Why would you do that? Primarily because you can import Java class libraries as you would Python class libraries (from org.bitcoinj.core import Wallet). You also get a better garbage collector and real multi-threading support.
Ruby
In a similar vein to Jython, there is also JRuby. Like Jython it runs Ruby on the JVM, with the same advantages - an excellent garbage collector, interop with Java code, real multi-threading support and so on. Like Jython the only thing it has issues with is modules that rely on C extension functions, but anything pure Ruby works.
C# and .NET
bitcoinj can be used via IKVM
C++
At the moment, the easiest way to use bitcoinj from C++ is to embed the JVM and use auto-generated JNI wrappers.

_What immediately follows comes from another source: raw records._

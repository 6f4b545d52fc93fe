use circle_db::Database;

use sqlx::SqlitePool;

/// Creates an in-memory SQLite pool with migrations run
pub async fn create_test_pool() -> SqlitePool {
    Database::open_in_memory()
        .await
        .expect("Failed to create test pool")
}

Here’s an example of what such a program looks like:
https://github.com/mikehearn/cppjvm/blob/master/mytest/bcj-hello-world.cpp
It relies on a fork of a tool called CPPJVM, which reflects Java class files and then generates C++ wrapper objects that invoke the Java methods/reads the fields.
The tool generates all the classes needed based on a recursive exploration of some root classes, listed here:
https://github.com/mikehearn/cppjvm/blob/master/java/cppjvm/morkfile
Because WalletAppKit
is there and you can reach most of the bitcoinj API via this class, most of the API has wrappers generated. If you’re missing a piece, you can add the class you want to that list, delete the “gen” directory and rerun make.
Callback interfaces (WalletListener
, PeerEventListener
etc) have to be bound manually and that isn’t complete. If you want to use bitcoinj from C++, you’ll need to finish off the thunks. Fortunately it’s easy and there aren’t many of them:
https://github.com/mikehearn/cppjvm/blob/master/mytest/native-listeners.h
https://github.com/mikehearn/cppjvm/blob/master/mytest/native-listeners.cpp
We are also exploring complete automated conversion of the bitcoinj sources into C++, so it could be used without any JVM at all. However this work is at an earlier, less usable stage.
Objective-C
The Hive team maintain a library called BitcoinKit, which is designed for building wallet apps on MacOS X. It does not expose the raw bitcoinj API, rather providing its own Objective-C API on top and using JNI under the covers.
RoboVM can be used to compile Java down to ARM binary code that runs on iPhones, and it has bindings for all iOS frameworks. If you want to write an iPhone app with bitcoinj, this would be a good way to do it.
Alternatively, BreadWallet is an iOS SPV wallet that isn’t based on bitcoinj. The code is not written to be a library but you could potentially extract the core code and use it for other purposes.
Lisp
The block explorer at biteasy.com is written in Clojure, a dialect of Lisp that runs on the JVM. It uses bitcoinj directly.